▶ Supplied records
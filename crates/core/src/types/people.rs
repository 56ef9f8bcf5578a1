//! Admin accounts, staff and beneficiaries.

use chrono::{DateTime, Datelike, NaiveDate, Utc};
use serde::{Deserialize, Serialize};

use super::email::Email;
use super::id::{BeneficiaryId, StaffId};
use super::role::Role;
use super::status::{BeneficiaryStatus, StaffStatus, null_as_default};

/// The logged-in admin's own profile (`/auth/me`, and `user` in the login response).
#[derive(Debug, Clone, Default, PartialEq, Eq, Serialize, Deserialize)]
#[serde(rename_all = "camelCase")]
pub struct AdminProfile {
    #[serde(rename = "_id", default, skip_serializing_if = "Option::is_none")]
    pub id: Option<StaffId>,
    #[serde(default)]
    pub full_name: String,
    #[serde(default)]
    pub username: String,
    #[serde(default)]
    pub email: String,
    #[serde(default)]
    pub phone: String,
    #[serde(default, skip_serializing_if = "Option::is_none")]
    pub role: Option<Role>,
    #[serde(default)]
    pub bio: String,
    #[serde(default)]
    pub language: String,
    #[serde(default)]
    pub timezone: String,
    #[serde(default)]
    pub notifications: String,
}

impl AdminProfile {
    /// Name for greetings: full name, then username, then email.
    #[must_use]
    pub fn display_name(&self) -> &str {
        [&self.full_name, &self.username, &self.email]
            .into_iter()
            .map(|s| s.trim())
            .find(|s| !s.is_empty())
            .unwrap_or("Admin")
    }
}

pub const LANGUAGES: [&str; 3] = ["English", "Spanish", "French"];
pub const TIMEZONES: [&str; 3] = [
    "UTC-5 (Eastern Time)",
    "UTC-8 (Pacific Time)",
    "UTC+0 (GMT)",
];
pub const NOTIFICATION_LEVELS: [&str; 3] = ["All notifications", "Important only", "None"];

/// Body of `PUT /api/admin/auth/update`.
#[derive(Debug, Clone, PartialEq, Eq, Serialize)]
#[serde(rename_all = "camelCase")]
pub struct AccountUpdate {
    pub full_name: String,
    pub email: String,
    pub phone: String,
    pub bio: String,
    pub language: String,
    pub timezone: String,
    pub notifications: String,
    #[serde(flatten)]
    pub password: Option<PasswordChange>,
}

#[derive(Debug, Clone, PartialEq, Eq, Serialize)]
#[serde(rename_all = "camelCase")]
pub struct PasswordChange {
    pub current_password: String,
    pub new_password: String,
    pub confirm_password: String,
}

#[derive(thiserror::Error, Debug, Clone, PartialEq, Eq)]
pub enum AccountFormError {
    #[error("Please enter your current password.")]
    MissingCurrentPassword,
    #[error("New password and confirmation do not match.")]
    PasswordMismatch,
}

/// Raw `/account-settings` form fields.
#[derive(Debug, Clone, Default, PartialEq, Eq, Deserialize)]
pub struct AccountForm {
    #[serde(default)]
    pub full_name: String,
    #[serde(default)]
    pub email: String,
    #[serde(default)]
    pub phone: String,
    #[serde(default)]
    pub bio: String,
    #[serde(default)]
    pub language: String,
    #[serde(default)]
    pub timezone: String,
    #[serde(default)]
    pub notifications: String,
    #[serde(default)]
    pub current_password: String,
    #[serde(default)]
    pub new_password: String,
    #[serde(default)]
    pub confirm_password: String,
}

impl AccountForm {
    /// Build the update payload. Password fields are dropped when all three
    /// are empty.
    ///
    /// # Errors
    ///
    /// Returns [`AccountFormError`] when a password change is incomplete.
    pub fn into_update(self) -> Result<AccountUpdate, AccountFormError> {
        let wants_change = [
            &self.current_password,
            &self.new_password,
            &self.confirm_password,
        ]
        .iter()
        .any(|s| !s.is_empty());

        let password = if wants_change {
            if self.current_password.is_empty() {
                return Err(AccountFormError::MissingCurrentPassword);
            }
            if self.new_password != self.confirm_password {
                return Err(AccountFormError::PasswordMismatch);
            }
            Some(PasswordChange {
                current_password: self.current_password,
                new_password: self.new_password,
                confirm_password: self.confirm_password,
            })
        } else {
            None
        };

        Ok(AccountUpdate {
            full_name: self.full_name.trim().to_owned(),
            email: self.email.trim().to_owned(),
            phone: self.phone.trim().to_owned(),
            bio: self.bio,
            language: self.language,
            timezone: self.timezone,
            notifications: self.notifications,
            password,
        })
    }
}

/// Prefill for `/account-settings`. Password fields start blank.
impl From<&AdminProfile> for AccountForm {
    fn from(profile: &AdminProfile) -> Self {
        Self {
            full_name: profile.full_name.clone(),
            email: profile.email.clone(),
            phone: profile.phone.clone(),
            bio: profile.bio.clone(),
            language: profile.language.clone(),
            timezone: profile.timezone.clone(),
            notifications: profile.notifications.clone(),
            ..Self::default()
        }
    }
}

/// A staff account as listed on `/staff-management`.
#[derive(Debug, Clone, PartialEq, Eq, Serialize, Deserialize)]
#[serde(rename_all = "camelCase")]
pub struct Staff {
    #[serde(rename = "_id")]
    pub id: StaffId,
    #[serde(default)]
    pub username: String,
    #[serde(default)]
    pub email: String,
    #[serde(default)]
    pub full_name: String,
    #[serde(default)]
    pub role: Option<Role>,
    #[serde(default, deserialize_with = "null_as_default")]
    pub status: StaffStatus,
    #[serde(default)]
    pub created_at: Option<DateTime<Utc>>,
}

/// Create/update payload for a staff account.
#[derive(Debug, Clone, PartialEq, Eq, Serialize)]
#[serde(rename_all = "camelCase")]
pub struct StaffInput {
    pub username: String,
    pub email: Email,
    #[serde(skip_serializing_if = "Option::is_none")]
    pub password: Option<String>,
    pub full_name: String,
    pub status: StaffStatus,
}

#[derive(thiserror::Error, Debug, Clone, PartialEq, Eq)]
pub enum StaffFormError {
    #[error("Please fill out the full name, username and email.")]
    MissingRequired,
    #[error("Please enter a valid email address.")]
    InvalidEmail,
    #[error("A password is required for new staff accounts.")]
    MissingPassword,
    #[error("Unknown staff status.")]
    InvalidStatus,
}

#[derive(Debug, Clone, Default, PartialEq, Eq, Deserialize)]
pub struct StaffForm {
    #[serde(default)]
    pub username: String,
    #[serde(default)]
    pub email: String,
    #[serde(default)]
    pub password: String,
    #[serde(default)]
    pub full_name: String,
    #[serde(default)]
    pub status: String,
}

impl StaffForm {
    /// Validate the form. New accounts need a password; updates keep the old
    /// one when the field is blank.
    ///
    /// # Errors
    ///
    /// Returns [`StaffFormError`] for blank required fields, a malformed
    /// email, or an unknown status.
    pub fn into_input(self, creating: bool) -> Result<StaffInput, StaffFormError> {
        let username = self.username.trim().to_owned();
        let full_name = self.full_name.trim().to_owned();
        if username.is_empty() || full_name.is_empty() || self.email.trim().is_empty() {
            return Err(StaffFormError::MissingRequired);
        }
        let email = Email::parse(&self.email).map_err(|_| StaffFormError::InvalidEmail)?;

        let password = Some(self.password).filter(|p| !p.is_empty());
        if creating && password.is_none() {
            return Err(StaffFormError::MissingPassword);
        }

        let status = match self.status.trim() {
            "" => StaffStatus::default(),
            raw => raw.parse().map_err(|_| StaffFormError::InvalidStatus)?,
        };

        Ok(StaffInput {
            username,
            email,
            password,
            full_name,
            status,
        })
    }
}

/// Prefill for the edit form. The password stays blank.
impl From<&Staff> for StaffForm {
    fn from(staff: &Staff) -> Self {
        Self {
            username: staff.username.clone(),
            email: staff.email.clone(),
            password: String::new(),
            full_name: staff.full_name.clone(),
            status: staff.status.as_str().to_owned(),
        }
    }
}

#[derive(Debug, Clone, PartialEq, Eq, Serialize, Deserialize)]
#[serde(rename_all = "camelCase")]
pub struct Beneficiary {
    #[serde(rename = "_id")]
    pub id: BeneficiaryId,
    #[serde(default)]
    pub first_name: String,
    #[serde(default)]
    pub last_name: String,
    #[serde(default)]
    pub dob: Option<String>,
    #[serde(default)]
    pub age: Option<u32>,
    #[serde(default)]
    pub gender: String,
    #[serde(default)]
    pub contact_number: String,
    #[serde(default)]
    pub email: String,
    #[serde(default)]
    pub address: String,
    #[serde(default)]
    pub city: String,
    #[serde(default)]
    pub province: String,
    #[serde(default)]
    pub postal_code: String,
    #[serde(default)]
    pub emergency_name: String,
    #[serde(default)]
    pub emergency_number: String,
    #[serde(default)]
    pub relationship: String,
    #[serde(default, deserialize_with = "null_as_default")]
    pub status: BeneficiaryStatus,
    #[serde(default)]
    pub registration_date: Option<String>,
    #[serde(default)]
    pub notes: String,
    #[serde(default)]
    pub created_at: Option<DateTime<Utc>>,
}

impl Beneficiary {
    #[must_use]
    pub fn full_name(&self) -> String {
        format!("{} {}", self.first_name.trim(), self.last_name.trim())
            .trim()
            .to_owned()
    }

    /// `registrationDate` as sent, else the creation date.
    #[must_use]
    pub fn registered_on(&self) -> String {
        match (&self.registration_date, self.created_at) {
            (Some(date), _) if !date.is_empty() => date.clone(),
            (_, Some(created)) => created.format("%Y-%m-%d").to_string(),
            _ => String::new(),
        }
    }
}

/// Whole years between `dob` and `today`.
#[must_use]
pub fn age_on(dob: NaiveDate, today: NaiveDate) -> u32 {
    let mut years = today.year() - dob.year();
    if (today.month(), today.day()) < (dob.month(), dob.day()) {
        years -= 1;
    }
    u32::try_from(years).unwrap_or(0)
}

/// Create/update payload for a beneficiary.
#[derive(Debug, Clone, PartialEq, Eq, Serialize)]
#[serde(rename_all = "camelCase")]
pub struct BeneficiaryInput {
    pub first_name: String,
    pub last_name: String,
    pub dob: String,
    pub age: u32,
    pub gender: String,
    pub contact_number: String,
    pub email: String,
    pub address: String,
    pub city: String,
    pub province: String,
    pub postal_code: String,
    pub emergency_name: String,
    pub emergency_number: String,
    pub relationship: String,
    pub status: BeneficiaryStatus,
    pub registration_date: String,
    pub notes: String,
}

#[derive(thiserror::Error, Debug, Clone, PartialEq, Eq)]
pub enum BeneficiaryFormError {
    #[error("Please enter the beneficiary's first and last name.")]
    MissingName,
    #[error("Age must be a whole number.")]
    InvalidAge,
    #[error("Unknown beneficiary status.")]
    InvalidStatus,
}

#[derive(Debug, Clone, Default, PartialEq, Eq, Deserialize)]
pub struct BeneficiaryForm {
    #[serde(default)]
    pub first_name: String,
    #[serde(default)]
    pub last_name: String,
    #[serde(default)]
    pub dob: String,
    #[serde(default)]
    pub age: String,
    #[serde(default)]
    pub gender: String,
    #[serde(default)]
    pub contact_number: String,
    #[serde(default)]
    pub email: String,
    #[serde(default)]
    pub address: String,
    #[serde(default)]
    pub city: String,
    #[serde(default)]
    pub province: String,
    #[serde(default)]
    pub postal_code: String,
    #[serde(default)]
    pub emergency_name: String,
    #[serde(default)]
    pub emergency_number: String,
    #[serde(default)]
    pub relationship: String,
    #[serde(default)]
    pub status: String,
    #[serde(default)]
    pub registration_date: String,
    #[serde(default)]
    pub notes: String,
}

impl BeneficiaryForm {
    /// Validate the form. A blank age is derived from `dob`; a blank status
    /// becomes `active`; a blank registration date becomes `today`.
    ///
    /// # Errors
    ///
    /// Returns [`BeneficiaryFormError`] for a missing name, a non-numeric age
    /// or an unknown status.
    pub fn into_input(self, today: NaiveDate) -> Result<BeneficiaryInput, BeneficiaryFormError> {
        let first_name = self.first_name.trim().to_owned();
        let last_name = self.last_name.trim().to_owned();
        if first_name.is_empty() || last_name.is_empty() {
            return Err(BeneficiaryFormError::MissingName);
        }

        let dob = self.dob.trim().to_owned();
        let age = match self.age.trim() {
            "" => NaiveDate::parse_from_str(&dob, "%Y-%m-%d")
                .map(|born| age_on(born, today))
                .unwrap_or(0),
            raw => raw
                .parse::<u32>()
                .map_err(|_| BeneficiaryFormError::InvalidAge)?,
        };

        let status = match self.status.trim() {
            "" => BeneficiaryStatus::Active,
            raw => raw
                .parse()
                .map_err(|_| BeneficiaryFormError::InvalidStatus)?,
        };

        let registration_date = match self.registration_date.trim() {
            "" => today.format("%Y-%m-%d").to_string(),
            date => date.to_owned(),
        };

        Ok(BeneficiaryInput {
            first_name,
            last_name,
            dob,
            age,
            gender: self.gender.trim().to_owned(),
            contact_number: self.contact_number.trim().to_owned(),
            email: self.email.trim().to_owned(),
            address: self.address.trim().to_owned(),
            city: self.city.trim().to_owned(),
            province: self.province.trim().to_owned(),
            postal_code: self.postal_code.trim().to_owned(),
            emergency_name: self.emergency_name.trim().to_owned(),
            emergency_number: self.emergency_number.trim().to_owned(),
            relationship: self.relationship.trim().to_owned(),
            status,
            registration_date,
            notes: self.notes.trim().to_owned(),
        })
    }
}

impl From<&Beneficiary> for BeneficiaryForm {
    fn from(b: &Beneficiary) -> Self {
        Self {
            first_name: b.first_name.clone(),
            last_name: b.last_name.clone(),
            dob: b.dob.clone().unwrap_or_default(),
            age: b.age.map(|a| a.to_string()).unwrap_or_default(),
            gender: b.gender.clone(),
            contact_number: b.contact_number.clone(),
            email: b.email.clone(),
            address: b.address.clone(),
            city: b.city.clone(),
            province: b.province.clone(),
            postal_code: b.postal_code.clone(),
            emergency_name: b.emergency_name.clone(),
            emergency_number: b.emergency_number.clone(),
            relationship: b.relationship.clone(),
            status: b.status.as_str().to_owned(),
            registration_date: b.registration_date.clone().unwrap_or_default(),
            notes: b.notes.clone(),
        }
    }
}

▶ Exercise instructions
Look through the records and gather every line containing "AdminProfile".

▶ Output of the exercise
pub struct AdminProfile {
impl AdminProfile {
impl From<&AdminProfile> for AccountForm {
    fn from(profile: &AdminProfile) -> Self {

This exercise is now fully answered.